The eternal temptation, of course, has been to arrest the speaker rather than to correct the conditions about which he complains. I see no reason why these appellees should be made to walk the treacherous ground of these statutes. They, like other citizens, need the umbrella of the First Amendment as they study, analyze, discuss, and debate the troubles of these days. When criminal prosecutions can be leveled against them because they express unpopular views, the society of the dialogue is in danger.

==Status as precedent==
The doctrine was later extended to situations where the state is seeking to execute a civil fine against someone, or has jailed a person for contempt of court. The doctrine applies even where the state does not bring an action until after the person has filed a lawsuit in federal court, provided that the federal court has not yet taken any action on the suit. Moreover, the principle of abstention applies to some state administrative proceedings.

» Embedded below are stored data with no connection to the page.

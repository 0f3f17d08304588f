//! Exchange Server
//!
//! One sequential processing loop per configured instance. The loop owns the
//! instance's persisted cursor: it reads the request log strictly in order,
//! dispatches each entry through the interceptor pipeline (which commits the
//! outcome idempotently), and only then advances the cursor. Re-reading an
//! index after a crash is safe because only the first response commit is
//! durable.

use super::registry::HandlerRegistry;
use super::types::{Audit, MessageEnvelope, audit_key, cursor_key};
use crate::config::NodeConfig;
use crate::error::{ExchangeError, FailureRegistry, StorageError};
use crate::hosts::registry::HostRegistry;
use crate::hosts::types::HostRegistration;
use crate::pipeline::caching::CachingInterceptor;
use crate::pipeline::classify::ClassifyInterceptor;
use crate::pipeline::diagnostics::DiagnosticsInterceptor;
use crate::pipeline::retry::RetryInterceptor;
use crate::pipeline::timeout::TimeoutInterceptor;
use crate::pipeline::{Pipeline, Terminal};
use crate::storage::contract::{PartitionedStorage, Storage, UpdateFactory, ready_content};
use crate::storage::record::now_ms;

use std::sync::Arc;
use std::time::Duration;
use tokio_util::sync::CancellationToken;

enum Polled {
    Entry(Box<(MessageEnvelope, Audit)>),
    Corrupt,
    Shutdown,
}

pub struct ExchangeServer {
    config: NodeConfig,
    requests: Arc<dyn PartitionedStorage>,
    audits: Arc<dyn Storage>,
    cursors: Arc<dyn Storage>,
    hosts: Arc<HostRegistry>,
    pipeline: Pipeline,
    shutdown: CancellationToken,
}

impl ExchangeServer {
    #[allow(clippy::too_many_arguments)]
    pub fn new(
        config: NodeConfig,
        requests: Arc<dyn PartitionedStorage>,
        audits: Arc<dyn Storage>,
        results: Arc<dyn Storage>,
        cursors: Arc<dyn Storage>,
        hosts: Arc<HostRegistry>,
        handlers: Arc<HandlerRegistry>,
        failures: Arc<FailureRegistry>,
        shutdown: CancellationToken,
    ) -> Arc<Self> {
        let terminal_handlers = handlers;
        let terminal_cancel = shutdown.clone();
        let terminal: Terminal = Arc::new(move |envelope| {
            let handlers = terminal_handlers.clone();
            let cancel = terminal_cancel.clone();
            Box::pin(async move { handlers.execute(envelope, cancel).await })
        });

        let pipeline = Pipeline::builder()
            .with(Arc::new(DiagnosticsInterceptor))
            .with(Arc::new(ClassifyInterceptor))
            .with(Arc::new(TimeoutInterceptor::new(config.handler_timeout())))
            .with(Arc::new(CachingInterceptor::new(results, failures)))
            .with(Arc::new(RetryInterceptor::new(
                config.handler_backoff.build(),
            )))
            .build(terminal);

        Arc::new(Self {
            config,
            requests,
            audits,
            cursors,
            hosts,
            pipeline,
            shutdown,
        })
    }

    /// Runs the processing loop until the shutdown token fires.
    pub async fn run(self: Arc<Self>) -> Result<(), ExchangeError> {
        self.register_now().await?;
        self.spawn_registration_heartbeat();

        let mut index = self.load_cursor().await? + 1;
        tracing::info!(
            "instance '{}' processing from index {}",
            self.config.instance,
            index
        );

        loop {
            let (envelope, audit) = match self.poll_entry(index).await {
                Polled::Entry(pair) => *pair,
                Polled::Corrupt => {
                    // A poisoned entry would otherwise wedge the log.
                    self.persist_cursor(index).await?;
                    index += 1;
                    continue;
                }
                Polled::Shutdown => break,
            };

            // Restore caller context from the paired audit record: the
            // stored audit is authoritative over the envelope's copy.
            let mut envelope = envelope;
            envelope.audit = audit;

            let outcome = self.pipeline.dispatch(envelope).await;
            match &outcome {
                Ok(_) => tracing::debug!("index {} processed and committed", index),
                Err(ExchangeError::Cancelled) => {
                    // Shutdown surfaced mid-handling; the index was not
                    // durably resolved, so resume here next run.
                    tracing::info!("shutdown while handling index {}", index);
                    break;
                }
                Err(error) if error.is_transient() => {
                    tracing::warn!("index {} has no outcome yet: {}", index, error);
                }
                Err(error) => {
                    tracing::debug!("index {} committed a failure: {}", index, error);
                }
            }

            if self.shutdown.is_cancelled() {
                break;
            }

            self.persist_cursor(index).await?;
            index += 1;

            if !self.sleep_or_shutdown(self.config.next_message_delay()).await {
                break;
            }
        }

        tracing::info!("processing loop for '{}' stopped", self.config.instance);
        Ok(())
    }

    /// Waits until both the request entry and its paired audit record are
    /// visible at `index`, sleeping `inactivity_delay` in between.
    async fn poll_entry(&self, index: i64) -> Polled {
        loop {
            if self.shutdown.is_cancelled() {
                return Polled::Shutdown;
            }

            let entry = self.requests.try_get(&self.config.instance, index).await;
            let audit = self
                .audits
                .try_get(&audit_key(&self.config.instance, index))
                .await;

            match (entry, audit) {
                (Ok(Some(entry)), Ok(Some(audit))) => {
                    let envelope = serde_json::from_slice::<MessageEnvelope>(&entry.content);
                    let audit = serde_json::from_slice::<Audit>(&audit.content);
                    match (envelope, audit) {
                        (Ok(envelope), Ok(audit)) => {
                            return Polled::Entry(Box::new((envelope, audit)));
                        }
                        (envelope, audit) => {
                            tracing::error!(
                                "skipping undecodable entry at index {}: {:?} / {:?}",
                                index,
                                envelope.err(),
                                audit.err()
                            );
                            return Polled::Corrupt;
                        }
                    }
                }
                (Ok(_), Ok(_)) => {
                    // Nothing (or only half the pair) yet; do not advance.
                }
                (entry, audit) => {
                    tracing::warn!(
                        "polling index {} failed: {:?} / {:?}",
                        index,
                        entry.err(),
                        audit.err()
                    );
                }
            }

            if !self.sleep_or_shutdown(self.config.inactivity_delay()).await {
                return Polled::Shutdown;
            }
        }
    }

    async fn load_cursor(&self) -> Result<i64, ExchangeError> {
        let record = self
            .cursors
            .try_get(&cursor_key(&self.config.instance))
            .await?;

        match record {
            Some(record) => Ok(serde_json::from_slice::<i64>(&record.content)
                .map_err(StorageError::Codec)?),
            None => Ok(0),
        }
    }

    async fn persist_cursor(&self, index: i64) -> Result<(), ExchangeError> {
        let content = serde_json::to_vec(&index).map_err(StorageError::Codec)?;

        let update_content = content.clone();
        let update: UpdateFactory = Box::new(move |_current| {
            let content = update_content.clone();
            Box::pin(async move { Ok(content) })
        });

        self.cursors
            .add_or_update(
                &cursor_key(&self.config.instance),
                ready_content(content),
                update,
            )
            .await?;
        Ok(())
    }

    async fn register_now(&self) -> Result<(), ExchangeError> {
        let registration = HostRegistration {
            instance: self.config.instance.clone(),
            accepted_message_types: self
                .config
                .accepted_message_types
                .iter()
                .cloned()
                .collect(),
            accept_others: self.config.accept_others,
            expired: now_ms() + self.config.registration_ttl_ms,
        };

        self.hosts.register(registration).await
    }

    fn spawn_registration_heartbeat(self: &Arc<Self>) {
        let server = self.clone();

        tokio::spawn(async move {
            let period = (server.config.registration_ttl() / 2).max(Duration::from_millis(1));
            let mut interval = tokio::time::interval(period);
            interval.tick().await;

            loop {
                tokio::select! {
                    _ = server.shutdown.cancelled() => break,
                    _ = interval.tick() => {
                        if let Err(error) = server.register_now().await {
                            tracing::warn!("registration refresh failed: {}", error);
                        }
                    }
                }
            }
        });
    }

    /// Returns false when shutdown fired during the wait.
    async fn sleep_or_shutdown(&self, delay: Duration) -> bool {
        tokio::select! {
            _ = self.shutdown.cancelled() => false,
            _ = tokio::time::sleep(delay) => true,
        }
    }
}
use super::{Interceptor, Next};
use crate::backoff::BackoffStrategy;
use crate::coordination::types::MessageEnvelope;
use crate::error::ExchangeError;
use async_trait::async_trait;
use std::sync::Arc;

/// Re-runs the inner chain on retriable errors.
///
/// Critical errors (cancellation, timeout, declared domain errors) propagate
/// immediately. Retriable ones are re-attempted per the backoff strategy;
/// exhausting the budget raises `RetryLimitExceeded` wrapping the last error
/// seen.
pub struct RetryInterceptor {
    backoff: Arc<dyn BackoffStrategy>,
}

impl RetryInterceptor {
    pub fn new(backoff: Arc<dyn BackoffStrategy>) -> Self {
        Self { backoff }
    }
}

#[async_trait]
impl Interceptor for RetryInterceptor {
    async fn invoke(
        &self,
        envelope: MessageEnvelope,
        next: Next,
    ) -> Result<Vec<u8>, ExchangeError> {
        let mut attempt = 1;

        loop {
            match next.clone().run(envelope.clone()).await {
                Ok(value) => return Ok(value),
                Err(error) if !error.is_retriable() => return Err(error),
                Err(error) => {
                    if !self.backoff.can_retry(attempt) {
                        return Err(ExchangeError::RetryLimitExceeded {
                            attempts: attempt,
                            last: Box::new(error),
                        });
                    }

                    tracing::debug!(
                        "retrying '{}' after attempt {}: {}",
                        envelope.message_type,
                        attempt,
                        error
                    );
                    tokio::time::sleep(self.backoff.delay_time(attempt)).await;
                    attempt += 1;
                }
            }
        }
    }
}
use crate::error::{ExchangeError, FailureModel, FailureRegistry, StorageError};
use serde::{Deserialize, Serialize};

/// Uniquely identifies a logical value within a store.
///
/// The `id` is typically a content fingerprint; `value_type` separates values
/// of different shapes sharing the same id space.
#[derive(Debug, Clone, Serialize, Deserialize, PartialEq, Eq, Hash)]
pub struct StoreKey {
    pub id: String,
    pub value_type: String,
}

impl StoreKey {
    pub fn new(id: &str, value_type: &str) -> Self {
        Self {
            id: id.to_string(),
            value_type: value_type.to_string(),
        }
    }
}

impl std::fmt::Display for StoreKey {
    fn fmt(&self, f: &mut std::fmt::Formatter<'_>) -> std::fmt::Result {
        write!(f, "{}:{}", self.value_type, self.id)
    }
}

/// A stored payload plus its monotonically increasing version.
///
/// The version doubles as a change counter and the optimistic-concurrency
/// token: it only ever increases and is never reused.
#[derive(Debug, Clone, Serialize, Deserialize, PartialEq)]
pub struct ValueRecord {
    pub content: Vec<u8>,
    pub version: i64,
    pub created: u64,
    pub updated: u64,
}

impl ValueRecord {
    pub fn new(content: Vec<u8>, version: i64) -> Self {
        let now = now_ms();
        Self {
            content,
            version,
            created: now,
            updated: now,
        }
    }
}

/// Addresses one historical snapshot of a key.
#[derive(Debug, Clone, Serialize, Deserialize, PartialEq, Eq, Hash)]
pub struct KeyVersion {
    pub key: StoreKey,
    pub version: i64,
}

/// Addresses one entry in a per-key append-only log.
///
/// Indices are dense, assigned by the store starting at
/// [`PARTITION_ORIGIN`], and never reused or reordered.
#[derive(Debug, Clone, Serialize, Deserialize, PartialEq, Eq, Hash)]
pub struct PartitionKey {
    pub id: String,
    pub index: i64,
}

/// First index assigned within any partition.
pub const PARTITION_ORIGIN: i64 = 1;

/// The committed outcome of a message: either the response payload or a
/// serializable surrogate of the error the handler raised.
#[derive(Debug, Clone, Serialize, Deserialize, PartialEq)]
pub enum CachingResult {
    Value(Vec<u8>),
    Exception(FailureModel),
}

impl CachingResult {
    pub fn to_bytes(&self) -> Result<Vec<u8>, StorageError> {
        Ok(serde_json::to_vec(self)?)
    }

    pub fn from_bytes(content: &[u8]) -> Result<Self, StorageError> {
        Ok(serde_json::from_slice(content)?)
    }

    /// Unwraps the stored outcome, rebuilding and re-raising the original
    /// error on the `Exception` variant.
    pub fn into_outcome(self, failures: &FailureRegistry) -> Result<Vec<u8>, ExchangeError> {
        match self {
            CachingResult::Value(content) => Ok(content),
            CachingResult::Exception(model) => Err(failures.rebuild(&model)),
        }
    }
}

/// Helper to get the current system time in milliseconds.
pub fn now_ms() -> u64 {
    std::time::SystemTime::now()
        .duration_since(std::time::UNIX_EPOCH)
        .unwrap_or_default()
        .as_millis() as u64
}
//! Node Configuration
//!
//! Startup-bound settings for a server instance and the shared retry
//! policies. Bound once at startup; none of it is consulted by the hot path
//! beyond the values captured here.

use crate::backoff::{BackoffStrategy, ConstantBackoff, ExponentialBackoff};
use serde::{Deserialize, Serialize};
use std::sync::Arc;
use std::time::Duration;

/// Retry policy parameters. A `factor` of 1 yields constant backoff;
/// anything larger yields exponential.
#[derive(Debug, Clone, Serialize, Deserialize)]
pub struct BackoffConfig {
    pub interval_ms: u64,
    pub factor: u32,
    pub max_attempts: u32,
}

impl BackoffConfig {
    pub fn build(&self) -> Arc<dyn BackoffStrategy> {
        let interval = Duration::from_millis(self.interval_ms);
        if self.factor <= 1 {
            Arc::new(ConstantBackoff::new(interval, self.max_attempts))
        } else {
            Arc::new(ExponentialBackoff::new(
                interval,
                self.factor,
                self.max_attempts,
            ))
        }
    }
}

impl Default for BackoffConfig {
    fn default() -> Self {
        Self {
            interval_ms: 100,
            factor: 1,
            max_attempts: 10,
        }
    }
}

/// Settings for one server instance.
#[derive(Debug, Clone, Serialize, Deserialize)]
pub struct NodeConfig {
    /// Instance id; names this server's request-log partition.
    pub instance: String,
    /// Sleep while the next log entry (or its audit record) is absent.
    pub inactivity_delay_ms: u64,
    /// Sleep between successfully processed messages.
    pub next_message_delay_ms: u64,
    /// Deadline for one handler invocation.
    pub handler_timeout_ms: u64,
    /// Lifetime of a published host registration.
    pub registration_ttl_ms: u64,
    /// Message types this instance accepts explicitly.
    pub accepted_message_types: Vec<String>,
    /// Whether this instance also takes messages nobody claims.
    pub accept_others: bool,
    /// Retry policy for the pipeline's retry stage.
    pub handler_backoff: BackoffConfig,
}

impl NodeConfig {
    pub fn new(instance: &str) -> Self {
        Self {
            instance: instance.to_string(),
            ..Self::default()
        }
    }

    pub fn inactivity_delay(&self) -> Duration {
        Duration::from_millis(self.inactivity_delay_ms)
    }

    pub fn next_message_delay(&self) -> Duration {
        Duration::from_millis(self.next_message_delay_ms)
    }

    pub fn handler_timeout(&self) -> Duration {
        Duration::from_millis(self.handler_timeout_ms)
    }

    pub fn registration_ttl(&self) -> Duration {
        Duration::from_millis(self.registration_ttl_ms)
    }
}

impl Default for NodeConfig {
    fn default() -> Self {
        Self {
            instance: "default".to_string(),
            inactivity_delay_ms: 100,
            next_message_delay_ms: 10,
            handler_timeout_ms: 30_000,
            registration_ttl_ms: 60_000,
            accepted_message_types: Vec::new(),
            accept_others: true,
            handler_backoff: BackoffConfig::default(),
        }
    }
}
use super::{Interceptor, Next};
use crate::coordination::types::MessageEnvelope;
use crate::error::ExchangeError;
use async_trait::async_trait;
use std::time::Duration;

/// Bounds the inner chain with a deadline. On expiry the inner invocation is
/// cancelled (its future is dropped) and a transient `Timeout` condition is
/// raised. Outer layers and the protocol treat it like `Deferred`, never as
/// a permanent failure.
pub struct TimeoutInterceptor {
    deadline: Duration,
}

impl TimeoutInterceptor {
    pub fn new(deadline: Duration) -> Self {
        Self { deadline }
    }
}

#[async_trait]
impl Interceptor for TimeoutInterceptor {
    async fn invoke(
        &self,
        envelope: MessageEnvelope,
        next: Next,
    ) -> Result<Vec<u8>, ExchangeError> {
        let message_type = envelope.message_type.clone();

        match tokio::time::timeout(self.deadline, next.run(envelope)).await {
            Ok(outcome) => outcome,
            Err(_) => {
                tracing::warn!(
                    "handling '{}' exceeded the {:?} deadline",
                    message_type,
                    self.deadline
                );
                Err(ExchangeError::Timeout(self.deadline))
            }
        }
    }
}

In regard to the exceptions which the Younger Court articulated, later decisions make it clear that these are highly difficult to meet.
1. Bad faith prosecution: in no case since Younger was decided has the Supreme Court found there to exist bad faith prosecution sufficient to justify a federal court injunction against state court proceedings. The Court has specifically declined to find bad faith prosecution even in circumstances where repeated prosecutions had occurred. As commentator Erwin Chemerinsky states, the bad-faith prosecution exception seems narrowly limited to facts like those in Dombrowski. Other scholars have even asserted that the possible range of cases which would fit the Dombrowski model and allow an exception to the no-injunction rule is so limited as to be an "empty universe."
2. Patently unconstitutional law: in no case since Younger was decided has the Supreme court found there to exist a patently unconstitutional law sufficient to justify a federal court injunction against state court proceedings. The Court has specifically declined to find such patent unconstitutionality in at least one case (Trainor v. Hernandez)
3. Inadequate state forum: the Supreme Court has found the state forum in question to be inadequate on a small number of occasions.